La grand-mère sursaute et se lève tout à coup. Plus de doute à avoir, l'épervier lui envoyait bien un signal. La mamie s'arrange, défroisse sa robe, rajuste la cretonne et s'affole en cherchant les patins.
Le bruit de la voiture semble envahir le salon, et les graviers qui s'entrechoquent font l'effet d'un engin qui vient d'atterrir devant la maison.
La grand-mère abandonne ses recherches et se dirige vers la porte sur un seul patin, ce qui lui donne la démarche d'un vieux corsaire à la jambe de bois.

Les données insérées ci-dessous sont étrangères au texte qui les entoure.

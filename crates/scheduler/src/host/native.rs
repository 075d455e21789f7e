//! Non-browser host adapter (spec §4.3, "Non-browser backend"): there is no
//! animation-frame primitive, so `frame_deadline()` is always `+inf` — the
//! cooperative drain loop (`getFrameDeadline() - now > 0`) never runs out of
//! budget on its own and simply drains to empty unless a real timeout fires
//! first.
//!
//! Spec text: "sets a timer for `absoluteTimeout` and a second timer for
//! 'max signed 31-bit int'; each fires with an appropriate `didTimeout`."
//! We race two real OS timers, same as the spec describes: the primary
//! fires `did_timeout = true` when the callback's own expiration is
//! reached; the long-tail one exists purely so a callback scheduled with
//! no real deadline (Idle priority's ~2^30ms offset) still eventually
//! gets a turn, firing `did_timeout = false` — a "the host got to it
//! eventually, no special urgency" result, matching the `+inf` frame
//! deadline's cooperative semantics. Only a wake signal crosses the
//! thread boundary; the scheduler state itself (`Rc<RefCell<_>>`) never
//! leaves the owning thread.

use std::sync::mpsc::{self, Receiver, Sender};
use std::thread;
use std::time::Duration;

use super::{HostAdapter, HostCallback};
use crate::clock::Clock;
use crate::config::SchedulerConfig;

enum Wake {
    Primary(u64),
    Idle(u64),
}

pub struct NativeHostAdapter<C: Clock> {
    clock: C,
    callback: Option<HostCallback>,
    wake_tx: Sender<Wake>,
    wake_rx: Receiver<Wake>,
    /// Bumped on every request/cancel so wakes from a superseded timer
    /// (one whose request was since cancelled or replaced) are discarded
    /// instead of firing a stale callback.
    generation: u64,
    /// `SchedulerConfig::non_browser_idle_offset_ms`: the long-tail
    /// timer's horizon (spec §4.1's "effectively never" offset).
    idle_horizon_ms: f64,
}

impl<C: Clock + Clone + Send + 'static> NativeHostAdapter<C> {
    pub fn new(clock: C) -> Self {
        Self::with_config(clock, SchedulerConfig::default())
    }

    pub fn with_config(clock: C, config: SchedulerConfig) -> Self {
        let (wake_tx, wake_rx) = mpsc::channel();
        Self {
            clock,
            callback: None,
            wake_tx,
            wake_rx,
            generation: 0,
            idle_horizon_ms: config.non_browser_idle_offset_ms,
        }
    }

    /// Block until a pending request fires (or there is none to wait for),
    /// invoking the stored callback on the calling thread. An embedding
    /// host that has no event loop of its own calls this in a simple
    /// `loop { adapter.pump_blocking(); }`.
    pub fn pump_blocking(&mut self) {
        loop {
            let Ok(wake) = self.wake_rx.recv() else { return };
            if self.deliver(wake) {
                return;
            }
        }
    }

    /// Non-blocking variant for hosts that already have their own loop and
    /// just want to check in on each iteration.
    pub fn pump_nonblocking(&mut self) {
        while let Ok(wake) = self.wake_rx.try_recv() {
            self.deliver(wake);
        }
    }

    /// Returns true if a live callback was actually invoked.
    fn deliver(&mut self, wake: Wake) -> bool {
        let (generation, did_timeout) = match wake {
            Wake::Primary(g) => (g, true),
            Wake::Idle(g) => (g, false),
        };
        if generation != self.generation {
            return false;
        }
        let Some(mut cb) = self.callback.take() else { return false };
        cb(did_timeout);
        true
    }

    fn spawn_timer(&self, delay_ms: f64, make_wake: impl FnOnce(u64) -> Wake + Send + 'static, generation: u64) {
        let tx = self.wake_tx.clone();
        let delay = Duration::from_millis(delay_ms.max(0.0) as u64);
        thread::spawn(move || {
            if !delay.is_zero() {
                thread::sleep(delay);
            }
            let _ = tx.send(make_wake(generation));
        });
    }
}

impl<C: Clock + Clone + Send + 'static> HostAdapter for NativeHostAdapter<C> {
    fn request_host_callback(&mut self, callback: HostCallback, absolute_timeout: f64) {
        self.generation += 1;
        let generation = self.generation;
        self.callback = Some(callback);

        let now = self.clock.now();
        if absolute_timeout < 0.0 {
            // Already expired: spec's browser backend enqueues
            // immediately in this case; we mirror that by firing with a
            // zero-delay timer instead of calling back synchronously, so
            // `request_host_callback` keeps the same "fires later"
            // contract on every backend.
            self.spawn_timer(0.0, Wake::Primary, generation);
        } else {
            self.spawn_timer((absolute_timeout - now).max(0.0), Wake::Primary, generation);
        }
        self.spawn_timer(self.idle_horizon_ms, Wake::Idle, generation);
    }

    fn cancel_host_callback(&mut self) {
        self.generation += 1;
        self.callback = None;
    }

    fn frame_deadline(&self) -> f64 {
        f64::INFINITY
    }
}

/// `Rc<RefCell<NativeHostAdapter<C>>>` wrapper so an embedding host can
/// keep a handle to call `pump_blocking`/`pump_nonblocking` on the same
/// adapter instance the scheduler holds internally, instead of losing it
/// behind the `Box<dyn HostAdapter>` `Scheduler` stores.
pub struct SharedNativeHost<C: Clock + Clone + Send + 'static>(std::rc::Rc<std::cell::RefCell<NativeHostAdapter<C>>>);

impl<C: Clock + Clone + Send + 'static> SharedNativeHost<C> {
    pub fn new(clock: C) -> Self {
        Self::with_config(clock, SchedulerConfig::default())
    }

    pub fn with_config(clock: C, config: SchedulerConfig) -> Self {
        Self(std::rc::Rc::new(std::cell::RefCell::new(NativeHostAdapter::with_config(clock, config))))
    }

    /// Block the calling thread until a pending host callback fires.
    /// Intended for a simple host binary that has no event loop of its own
    /// (see `demos/frame-demo`).
    pub fn pump_blocking(&self) {
        self.0.borrow_mut().pump_blocking();
    }

    pub fn pump_nonblocking(&self) {
        self.0.borrow_mut().pump_nonblocking();
    }
}

impl<C: Clock + Clone + Send + 'static> Clone for SharedNativeHost<C> {
    fn clone(&self) -> Self {
        Self(self.0.clone())
    }
}

impl<C: Clock + Clone + Send + 'static> HostAdapter for SharedNativeHost<C> {
    fn request_host_callback(&mut self, callback: HostCallback, absolute_timeout: f64) {
        self.0.borrow_mut().request_host_callback(callback, absolute_timeout);
    }

    fn cancel_host_callback(&mut self) {
        self.0.borrow_mut().cancel_host_callback();
    }

    fn frame_deadline(&self) -> f64 {
        self.0.borrow().frame_deadline()
    }
}

#[cfg(test)]
mod tests {
    use super::*;
    use crate::clock::MonotonicClock;
    use std::sync::{Arc, Mutex};

    #[derive(Clone)]
    struct SharedMonotonic(Arc<MonotonicClock>);
    impl Clock for SharedMonotonic {
        fn now(&self) -> f64 {
            self.0.now()
        }
    }

    #[test]
    fn frame_deadline_is_always_infinite() {
        let adapter = NativeHostAdapter::new(SharedMonotonic(Arc::new(MonotonicClock::new())));
        assert_eq!(adapter.frame_deadline(), f64::INFINITY);
    }

    #[test]
    fn fires_primary_timer_with_did_timeout_true() {
        let clock = SharedMonotonic(Arc::new(MonotonicClock::new()));
        let mut adapter = NativeHostAdapter::new(clock.clone());
        let seen = Arc::new(Mutex::new(None));
        let seen2 = seen.clone();
        adapter.request_host_callback(Box::new(move |did_timeout| {
            *seen2.lock().unwrap() = Some(did_timeout);
        }), clock.now());
        adapter.pump_blocking();
        assert_eq!(*seen.lock().unwrap(), Some(true));
    }

    #[test]
    fn cancel_prevents_delivery_to_new_request() {
        let clock = SharedMonotonic(Arc::new(MonotonicClock::new()));
        let mut adapter = NativeHostAdapter::new(clock.clone());
        adapter.request_host_callback(Box::new(|_| panic!("should have been cancelled")), clock.now());
        adapter.cancel_host_callback();
        // No callback is armed; a non-blocking pump should see nothing to
        // deliver even after the old timer's generation fires.
        thread::sleep(Duration::from_millis(20));
        adapter.pump_nonblocking();
    }
}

Le moteur s'arrête, soulageant tout le monde.
La porte de la voiture couine comme une vieille belette, et deux chaussures de cuir usé viennent s'enfoncer dans le gravier. Rien de bon en perspective, l'épervier a bien fait de partir. La mamie parvient jusqu'à l'entrée et se bat avec la clé.
- Mais pourquoi diable ai-je donc fermé cette porte à clé ? se demande-t-elle en grommelant, tête baissée, sans même apercevoir les deux silhouettes que le soleil dessine derrière la porte.
La clé râle un peu mais finit par tourner en rond dans la serrure et libérer la porte.
La grand-mère est tellement surprise par ce qu'elle voit qu'elle ne peut s'empêcher de pousser un petit cri. D'horreur assurément.
Pourtant, le couple souriant qui se trouve sur le palier, n'a rien de terrible.
À part son mauvais goût. Madame est en robe à fleurs, dans les fuchsias, monsieur est en veste à carreaux, dans les verts caca d'oie.
Ça fait mal aux yeux mais il n'y a pas de quoi hurler.
La grand-mère bloque son hurlement et tente de le transformer en un barrissement accueillant.
- Surprise ! chantonne le couple, dans un parfait duo.
La grand-mère ouvre un peu les bras et fait tout son possible pour afficher un sourire qui se veut naturel. La bouche dit « bonjour » quand ses yeux disent « au secours ».